• GOAL OF THE EXERCISE: Only the lines that hold the word "tracing" are wanted from this listing.

______________________________

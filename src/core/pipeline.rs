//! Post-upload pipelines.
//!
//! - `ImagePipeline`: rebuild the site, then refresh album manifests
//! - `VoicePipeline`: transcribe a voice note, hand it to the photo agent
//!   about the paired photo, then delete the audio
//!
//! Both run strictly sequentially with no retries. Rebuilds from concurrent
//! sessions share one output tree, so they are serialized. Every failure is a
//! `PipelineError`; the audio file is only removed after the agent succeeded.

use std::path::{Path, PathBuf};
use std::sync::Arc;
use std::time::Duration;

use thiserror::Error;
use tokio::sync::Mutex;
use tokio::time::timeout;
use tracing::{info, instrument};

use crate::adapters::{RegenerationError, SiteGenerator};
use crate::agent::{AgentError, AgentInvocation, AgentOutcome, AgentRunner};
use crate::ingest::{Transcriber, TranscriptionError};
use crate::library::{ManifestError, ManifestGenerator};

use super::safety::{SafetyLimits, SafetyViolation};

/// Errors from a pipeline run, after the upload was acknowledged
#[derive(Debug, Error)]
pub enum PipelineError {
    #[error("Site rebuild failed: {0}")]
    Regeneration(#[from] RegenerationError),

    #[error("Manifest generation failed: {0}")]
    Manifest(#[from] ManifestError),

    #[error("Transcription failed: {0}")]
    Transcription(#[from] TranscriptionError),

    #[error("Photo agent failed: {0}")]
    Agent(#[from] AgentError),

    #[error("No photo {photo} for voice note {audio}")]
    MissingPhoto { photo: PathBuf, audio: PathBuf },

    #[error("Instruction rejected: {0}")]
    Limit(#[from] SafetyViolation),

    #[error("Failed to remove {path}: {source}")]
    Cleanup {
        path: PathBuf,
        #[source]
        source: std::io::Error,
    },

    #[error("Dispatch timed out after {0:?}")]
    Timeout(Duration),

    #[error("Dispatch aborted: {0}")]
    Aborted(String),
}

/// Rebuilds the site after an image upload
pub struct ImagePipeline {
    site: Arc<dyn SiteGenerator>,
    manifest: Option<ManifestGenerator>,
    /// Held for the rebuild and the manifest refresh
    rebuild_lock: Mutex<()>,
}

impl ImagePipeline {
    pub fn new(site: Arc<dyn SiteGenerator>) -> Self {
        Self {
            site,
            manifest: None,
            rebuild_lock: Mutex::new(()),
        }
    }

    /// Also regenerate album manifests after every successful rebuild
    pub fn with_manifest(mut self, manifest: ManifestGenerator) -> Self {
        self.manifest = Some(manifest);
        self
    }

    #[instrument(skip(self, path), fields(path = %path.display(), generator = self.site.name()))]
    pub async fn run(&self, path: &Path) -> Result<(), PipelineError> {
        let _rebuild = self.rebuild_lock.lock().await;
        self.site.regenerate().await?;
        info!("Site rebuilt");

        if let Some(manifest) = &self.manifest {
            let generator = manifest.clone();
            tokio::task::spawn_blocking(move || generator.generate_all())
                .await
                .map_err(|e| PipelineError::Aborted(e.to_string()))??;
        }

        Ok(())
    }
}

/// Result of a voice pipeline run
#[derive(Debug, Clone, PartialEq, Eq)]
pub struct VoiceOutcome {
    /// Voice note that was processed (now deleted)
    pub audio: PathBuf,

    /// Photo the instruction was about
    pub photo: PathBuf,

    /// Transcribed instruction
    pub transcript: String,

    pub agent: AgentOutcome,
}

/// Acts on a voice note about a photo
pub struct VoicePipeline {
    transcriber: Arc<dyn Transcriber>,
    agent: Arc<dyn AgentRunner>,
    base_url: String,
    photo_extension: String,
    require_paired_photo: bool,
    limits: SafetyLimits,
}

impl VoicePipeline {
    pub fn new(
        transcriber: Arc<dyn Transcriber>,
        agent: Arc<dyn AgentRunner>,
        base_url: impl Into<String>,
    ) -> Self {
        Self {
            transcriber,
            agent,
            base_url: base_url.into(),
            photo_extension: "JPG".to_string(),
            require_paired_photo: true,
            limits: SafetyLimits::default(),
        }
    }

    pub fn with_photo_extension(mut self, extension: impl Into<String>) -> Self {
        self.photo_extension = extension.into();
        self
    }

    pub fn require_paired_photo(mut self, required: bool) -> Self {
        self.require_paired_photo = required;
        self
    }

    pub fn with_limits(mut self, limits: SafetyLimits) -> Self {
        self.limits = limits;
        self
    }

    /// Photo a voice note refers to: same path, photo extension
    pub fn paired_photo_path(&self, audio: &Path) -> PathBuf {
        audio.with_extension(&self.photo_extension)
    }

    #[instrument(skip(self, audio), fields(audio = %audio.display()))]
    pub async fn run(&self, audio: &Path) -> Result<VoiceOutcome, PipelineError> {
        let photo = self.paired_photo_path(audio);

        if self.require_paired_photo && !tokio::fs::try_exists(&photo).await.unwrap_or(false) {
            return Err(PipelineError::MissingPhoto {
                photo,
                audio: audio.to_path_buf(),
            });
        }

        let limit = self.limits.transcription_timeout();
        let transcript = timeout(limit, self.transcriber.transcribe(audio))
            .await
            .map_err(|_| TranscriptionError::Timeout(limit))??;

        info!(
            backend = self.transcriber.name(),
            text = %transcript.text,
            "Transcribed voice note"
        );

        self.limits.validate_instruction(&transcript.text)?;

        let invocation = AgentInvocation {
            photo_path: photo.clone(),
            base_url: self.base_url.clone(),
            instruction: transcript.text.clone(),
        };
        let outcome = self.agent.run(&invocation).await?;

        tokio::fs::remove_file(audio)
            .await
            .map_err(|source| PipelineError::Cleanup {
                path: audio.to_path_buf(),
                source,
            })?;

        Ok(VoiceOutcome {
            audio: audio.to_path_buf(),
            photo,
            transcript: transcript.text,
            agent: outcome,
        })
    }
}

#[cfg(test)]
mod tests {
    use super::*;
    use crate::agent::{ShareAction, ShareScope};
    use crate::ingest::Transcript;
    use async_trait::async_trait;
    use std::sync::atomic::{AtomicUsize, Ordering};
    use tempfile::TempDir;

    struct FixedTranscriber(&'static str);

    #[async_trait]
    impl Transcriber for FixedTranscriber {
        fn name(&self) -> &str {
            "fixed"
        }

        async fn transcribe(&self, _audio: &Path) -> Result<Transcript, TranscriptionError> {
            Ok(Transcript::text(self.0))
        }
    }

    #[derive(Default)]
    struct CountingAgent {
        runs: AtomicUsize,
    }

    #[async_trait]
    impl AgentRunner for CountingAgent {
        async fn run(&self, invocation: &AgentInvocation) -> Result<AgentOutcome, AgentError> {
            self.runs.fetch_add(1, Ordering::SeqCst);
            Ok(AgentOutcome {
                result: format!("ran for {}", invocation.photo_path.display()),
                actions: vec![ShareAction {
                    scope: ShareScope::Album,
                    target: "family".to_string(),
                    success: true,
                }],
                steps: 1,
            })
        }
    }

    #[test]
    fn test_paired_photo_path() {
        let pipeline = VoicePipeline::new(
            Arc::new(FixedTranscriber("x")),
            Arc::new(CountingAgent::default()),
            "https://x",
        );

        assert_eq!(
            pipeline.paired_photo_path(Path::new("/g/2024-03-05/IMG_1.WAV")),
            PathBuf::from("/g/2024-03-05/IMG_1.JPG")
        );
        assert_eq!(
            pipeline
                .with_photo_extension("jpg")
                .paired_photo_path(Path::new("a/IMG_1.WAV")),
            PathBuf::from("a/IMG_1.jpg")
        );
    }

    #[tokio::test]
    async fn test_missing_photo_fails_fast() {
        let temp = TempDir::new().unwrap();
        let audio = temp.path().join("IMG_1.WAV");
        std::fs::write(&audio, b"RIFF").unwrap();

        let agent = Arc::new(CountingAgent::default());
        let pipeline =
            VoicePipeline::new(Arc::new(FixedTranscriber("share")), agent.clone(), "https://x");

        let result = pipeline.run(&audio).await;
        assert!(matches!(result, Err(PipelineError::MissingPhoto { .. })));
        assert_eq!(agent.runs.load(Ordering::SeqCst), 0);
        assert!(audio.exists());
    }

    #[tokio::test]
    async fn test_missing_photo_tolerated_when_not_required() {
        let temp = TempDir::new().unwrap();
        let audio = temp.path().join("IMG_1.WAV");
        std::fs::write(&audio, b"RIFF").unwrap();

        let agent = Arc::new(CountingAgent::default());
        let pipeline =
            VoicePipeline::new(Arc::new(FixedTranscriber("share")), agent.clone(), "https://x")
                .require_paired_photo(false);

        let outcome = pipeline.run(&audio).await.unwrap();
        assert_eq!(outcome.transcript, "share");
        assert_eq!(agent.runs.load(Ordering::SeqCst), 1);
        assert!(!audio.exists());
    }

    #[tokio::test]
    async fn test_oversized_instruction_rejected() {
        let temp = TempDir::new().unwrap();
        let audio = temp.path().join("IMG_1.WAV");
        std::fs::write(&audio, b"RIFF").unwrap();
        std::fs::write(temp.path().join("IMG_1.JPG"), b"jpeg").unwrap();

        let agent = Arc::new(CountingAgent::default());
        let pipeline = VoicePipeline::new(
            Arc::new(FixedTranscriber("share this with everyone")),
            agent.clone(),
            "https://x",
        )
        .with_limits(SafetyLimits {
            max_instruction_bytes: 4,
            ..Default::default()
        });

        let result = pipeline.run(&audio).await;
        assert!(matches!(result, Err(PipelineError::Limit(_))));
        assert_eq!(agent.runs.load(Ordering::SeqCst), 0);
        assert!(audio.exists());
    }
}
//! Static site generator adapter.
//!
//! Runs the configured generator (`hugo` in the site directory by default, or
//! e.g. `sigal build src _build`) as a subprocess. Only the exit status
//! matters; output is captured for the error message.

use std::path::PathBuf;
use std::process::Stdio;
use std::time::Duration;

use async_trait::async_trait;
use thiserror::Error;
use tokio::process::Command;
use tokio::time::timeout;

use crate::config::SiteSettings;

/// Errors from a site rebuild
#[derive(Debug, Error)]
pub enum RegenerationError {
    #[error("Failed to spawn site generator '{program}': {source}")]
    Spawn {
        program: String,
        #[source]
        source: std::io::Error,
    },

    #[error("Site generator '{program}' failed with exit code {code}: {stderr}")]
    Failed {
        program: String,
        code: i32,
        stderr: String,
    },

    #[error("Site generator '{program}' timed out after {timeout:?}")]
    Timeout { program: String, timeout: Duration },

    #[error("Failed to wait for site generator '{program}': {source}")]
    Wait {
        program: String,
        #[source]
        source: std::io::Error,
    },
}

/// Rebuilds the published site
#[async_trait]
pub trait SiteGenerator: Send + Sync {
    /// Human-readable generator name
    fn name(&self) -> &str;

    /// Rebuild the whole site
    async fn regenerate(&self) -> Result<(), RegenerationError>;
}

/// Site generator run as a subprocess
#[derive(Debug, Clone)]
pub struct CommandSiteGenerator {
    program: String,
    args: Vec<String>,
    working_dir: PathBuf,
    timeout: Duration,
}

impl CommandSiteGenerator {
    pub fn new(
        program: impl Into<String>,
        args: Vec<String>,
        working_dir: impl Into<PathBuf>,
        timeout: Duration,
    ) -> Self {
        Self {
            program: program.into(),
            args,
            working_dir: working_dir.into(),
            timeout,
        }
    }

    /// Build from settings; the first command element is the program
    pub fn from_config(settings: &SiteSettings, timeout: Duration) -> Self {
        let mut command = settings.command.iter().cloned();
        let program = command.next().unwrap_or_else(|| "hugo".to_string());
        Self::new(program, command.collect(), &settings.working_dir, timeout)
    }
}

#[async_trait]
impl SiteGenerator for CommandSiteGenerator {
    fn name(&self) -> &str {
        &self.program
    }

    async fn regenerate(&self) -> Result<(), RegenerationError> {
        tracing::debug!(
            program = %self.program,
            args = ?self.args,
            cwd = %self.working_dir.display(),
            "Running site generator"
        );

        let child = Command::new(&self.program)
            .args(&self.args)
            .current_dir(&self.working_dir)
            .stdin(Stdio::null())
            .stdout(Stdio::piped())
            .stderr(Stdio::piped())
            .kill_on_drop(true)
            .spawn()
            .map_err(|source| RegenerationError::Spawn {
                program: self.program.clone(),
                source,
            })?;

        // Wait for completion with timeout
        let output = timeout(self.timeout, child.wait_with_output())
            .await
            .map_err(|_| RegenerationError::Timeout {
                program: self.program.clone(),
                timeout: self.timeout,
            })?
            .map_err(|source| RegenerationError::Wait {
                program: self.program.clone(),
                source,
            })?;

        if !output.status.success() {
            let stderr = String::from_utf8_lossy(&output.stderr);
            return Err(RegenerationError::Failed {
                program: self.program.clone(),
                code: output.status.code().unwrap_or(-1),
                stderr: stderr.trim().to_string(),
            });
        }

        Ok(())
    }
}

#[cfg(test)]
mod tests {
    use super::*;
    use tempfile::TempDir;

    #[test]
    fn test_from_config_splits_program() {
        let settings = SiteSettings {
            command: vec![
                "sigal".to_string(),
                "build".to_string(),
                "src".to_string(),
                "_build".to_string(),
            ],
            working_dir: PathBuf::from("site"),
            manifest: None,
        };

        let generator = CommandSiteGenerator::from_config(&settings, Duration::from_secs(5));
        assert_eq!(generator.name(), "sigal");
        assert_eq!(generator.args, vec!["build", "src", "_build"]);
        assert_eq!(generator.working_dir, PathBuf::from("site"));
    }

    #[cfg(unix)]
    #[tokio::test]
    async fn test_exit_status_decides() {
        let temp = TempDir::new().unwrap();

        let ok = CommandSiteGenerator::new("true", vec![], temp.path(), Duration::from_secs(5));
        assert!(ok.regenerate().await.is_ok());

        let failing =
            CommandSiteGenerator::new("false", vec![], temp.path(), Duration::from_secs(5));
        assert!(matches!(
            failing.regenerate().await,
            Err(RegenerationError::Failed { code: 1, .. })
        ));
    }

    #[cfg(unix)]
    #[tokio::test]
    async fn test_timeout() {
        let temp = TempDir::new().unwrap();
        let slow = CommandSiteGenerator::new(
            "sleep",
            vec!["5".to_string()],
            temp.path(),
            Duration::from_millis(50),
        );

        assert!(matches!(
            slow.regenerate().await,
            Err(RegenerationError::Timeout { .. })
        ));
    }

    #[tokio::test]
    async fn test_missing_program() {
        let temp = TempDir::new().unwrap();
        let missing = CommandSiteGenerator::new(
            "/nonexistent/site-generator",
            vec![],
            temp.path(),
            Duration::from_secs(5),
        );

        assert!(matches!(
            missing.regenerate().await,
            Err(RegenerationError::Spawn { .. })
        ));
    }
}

______________________________

• RESPONSE FOR THIS EXERCISE:
use tracing::{info, instrument};
        tracing::debug!(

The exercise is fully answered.